A resident needing assistance to get in and out of the tub was permitted to bathe privately in the whirlpool located in facility’s spa room. The resident drowned in the tub. State inspectors found the facility in violation of federal and state regulations because there was no resident-accessible call system installed in the spa room. Failure to provide a Resident Call System (F919) and failure to keep the resident free of Accident Hazards/Supervision/Devices (F689) constitutes substandard quality of care and may lead to submission of false claims.
Compliance Perspective – Call System:
The Compliance and Ethics Officer with the Administrator, Director of Maintenance and the DON will review the facility’s alarm/call system to ensure that it meets federal and state requirements concerning placement and accessibility for residents needing to call staff for assistance. Staff will be educated and trained about performing and keeping up-to-date safety/risk assessments on residents that seek to independently participate in activities such as private bathing. The DON will oversee periodic audits of all the residents’ safety/risk assessments to determine if there are residents whose assessment should preclude them from performing independent activities like private bathing.
Last March, a resident in a Missouri nursing home was found dead in the spa room where she had been using the whirlpool tub. The spa room did not have an accessible call system installed for residents to use in case of an emergency. Staff at the nursing home told investigators that the resident often requested that she be allowed to bathe in private and that she enjoyed taking long baths.
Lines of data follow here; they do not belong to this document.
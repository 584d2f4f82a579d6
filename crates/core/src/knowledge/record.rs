use chrono::{DateTime, Utc};
use serde::{Deserialize, Serialize};

pub const INDEX_FILE_NAME: &str = "vector_data.json";

/// Origin of a knowledge document.
#[derive(Clone, Copy, Debug, Eq, PartialEq, Hash, Serialize, Deserialize)]
#[serde(rename_all = "snake_case")]
pub enum DocumentType {
    Architecture,
    Blueprint,
    Chapter,
    CharacterState,
    GlobalSummary,
    Knowledge,
}

#[derive(Clone, Debug, PartialEq, Eq, Serialize, Deserialize)]
#[serde(rename_all = "camelCase")]
pub struct DocumentMetadata {
    #[serde(rename = "type")]
    pub doc_type: DocumentType,
    #[serde(alias = "novelId")]
    pub project_id: String,
    #[serde(default, skip_serializing_if = "Option::is_none")]
    pub chapter_number: Option<u32>,
    #[serde(default, skip_serializing_if = "Option::is_none")]
    pub filename: Option<String>,
}

impl DocumentMetadata {
    pub fn new(doc_type: DocumentType, project_id: impl Into<String>) -> Self {
        Self {
            doc_type,
            project_id: project_id.into(),
            chapter_number: None,
            filename: None,
        }
    }

    pub fn with_chapter(mut self, chapter_number: u32) -> Self {
        self.chapter_number = Some(chapter_number);
        self
    }

    pub fn with_filename(mut self, filename: impl Into<String>) -> Self {
        self.filename = Some(filename.into());
        self
    }
}

/// A retrieved document. `score` is the cosine similarity when the hit came
/// from a vector strategy and `None` for plain text matches.
#[derive(Clone, Debug, PartialEq)]
pub struct KnowledgeDocument {
    pub content: String,
    pub metadata: DocumentMetadata,
    pub score: Option<f32>,
}

#[derive(Clone, Debug, PartialEq, Serialize, Deserialize)]
pub(crate) struct StoredDocument {
    #[serde(rename = "pageContent")]
    pub content: String,
    pub metadata: DocumentMetadata,
    #[serde(default)]
    pub vector: Vec<f32>,
}

impl StoredDocument {
    pub fn to_document(&self, score: Option<f32>) -> KnowledgeDocument {
        KnowledgeDocument {
            content: self.content.clone(),
            metadata: self.metadata.clone(),
            score,
        }
    }
}

/// On-disk layout of `vector_data.json`.
#[derive(Clone, Debug, Serialize, Deserialize)]
#[serde(rename_all = "camelCase")]
pub(crate) struct IndexFile {
    #[serde(alias = "novelId")]
    pub project_id: String,
    pub created_at: DateTime<Utc>,
    pub updated_at: DateTime<Utc>,
    #[serde(default, skip_serializing_if = "Option::is_none")]
    pub embedding_model: Option<String>,
    #[serde(default)]
    pub documents: Vec<StoredDocument>,
}

impl IndexFile {
    pub fn empty(project_id: &str, embedding_model: Option<String>) -> Self {
        let now = Utc::now();
        Self {
            project_id: project_id.to_string(),
            created_at: now,
            updated_at: now,
            embedding_model,
            documents: Vec::new(),
        }
    }

    /// Dimension shared by the stored vectors, if any are stored.
    pub fn dimension(&self) -> Option<usize> {
        self.documents
            .iter()
            .map(|doc| doc.vector.len())
            .find(|len| *len > 0)
    }
}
It was also noted that while the resident enjoyed and often bathed independently, she needed assistance getting in and out of the whirlpool tub.
One of the facility’s CNAs told the inspectors that staff checked on the resident every 5-10 minutes whenever she bathed because there was no other way for the resident to request help if she needed it.
The police confirmed to news media initially that they were investigating the death but later reported the resident’s death as accidental.
State inspectors from the Missouri Department of Health and Senior Services (DOHSS) investigated the incident and determined that the nursing home was in violation of state and federal regulations requiring nursing facilities to “be adequately equipped to allow residents to call for staff assistance through a communication system which relays the call directly to a staff member or to a centralized staff work area.” Such call systems are to be at residents’ bedsides and at all “toilet and bathing facilities.”
The facility “agreed to install an audio and visual alarm system for the spa room.” Staff would also perform safety risk assessments for residents desiring to bathe independently and maintain a list of residents who were cleared to do so.
Although the DOHSS has responded to four complaints about the nursing home in the past year, last month an inspection of the nursing home found no violations of state requirements.